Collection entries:

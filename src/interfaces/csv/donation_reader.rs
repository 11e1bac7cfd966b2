use crate::domain::donation::DonationRequest;
use crate::error::DonationError;
use std::io::Read;

/// Streams donation requests from CSV input with `amount, token, charity`
/// columns. Malformed rows surface as per-row errors so a batch run can
/// report and skip them without aborting.
pub struct DonationReader<R: Read> {
    reader: csv::Reader<R>,
}

impl<R: Read> DonationReader<R> {
    pub fn new(source: R) -> Self {
        let reader = csv::ReaderBuilder::new()
            .trim(csv::Trim::All)
            .flexible(true)
            .from_reader(source);
        Self { reader }
    }

    pub fn requests(self) -> impl Iterator<Item = Result<DonationRequest, DonationError>> {
        self.reader
            .into_deserialize()
            .map(|result| result.map_err(DonationError::from))
    }
}

#[cfg(test)]
mod tests {
    use super::*;
    use crate::domain::donation::CharitySelection;

    #[test]
    fn test_reader_valid_stream() {
        let data = "amount, token, charity\n100, tokn_X, 1\n25.50, tokn_Y, random";
        let reader = DonationReader::new(data.as_bytes());
        let results: Vec<Result<DonationRequest, DonationError>> = reader.requests().collect();

        assert_eq!(results.len(), 2);
        let first = results[0].as_ref().unwrap();
        assert_eq!(first.amount, "100");
        assert_eq!(first.charity, CharitySelection::Id(1));
        let second = results[1].as_ref().unwrap();
        assert_eq!(second.charity, CharitySelection::Random);
    }

    #[test]
    fn test_reader_malformed_selector() {
        let data = "amount, token, charity\n100, tokn_X, nowhere\n50, tokn_Y, 2";
        let reader = DonationReader::new(data.as_bytes());
        let results: Vec<Result<DonationRequest, DonationError>> = reader.requests().collect();

        assert!(results[0].is_err());
        assert!(results[1].is_ok());
    }

    #[test]
    fn test_reader_keeps_empty_token() {
        // Token presence is the engine's call, not the reader's.
        let data = "amount, token, charity\n100, , 1";
        let reader = DonationReader::new(data.as_bytes());
        let request = reader.requests().next().unwrap().unwrap();
        assert_eq!(request.token, "");
    }
}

Problem statement:
The required output is the entries from their opening line through the line holding "Streams donation requests", repeated exactly, with both end lines kept.

Response box:
filename src/interfaces/csv/donation_reader.rs
repository 11e1bac7cfd966b2
use crate::domain::donation::DonationRequest;
use crate::error::DonationError;
use std::io::Read;

/// Streams donation requests from CSV input with `amount, token, charity`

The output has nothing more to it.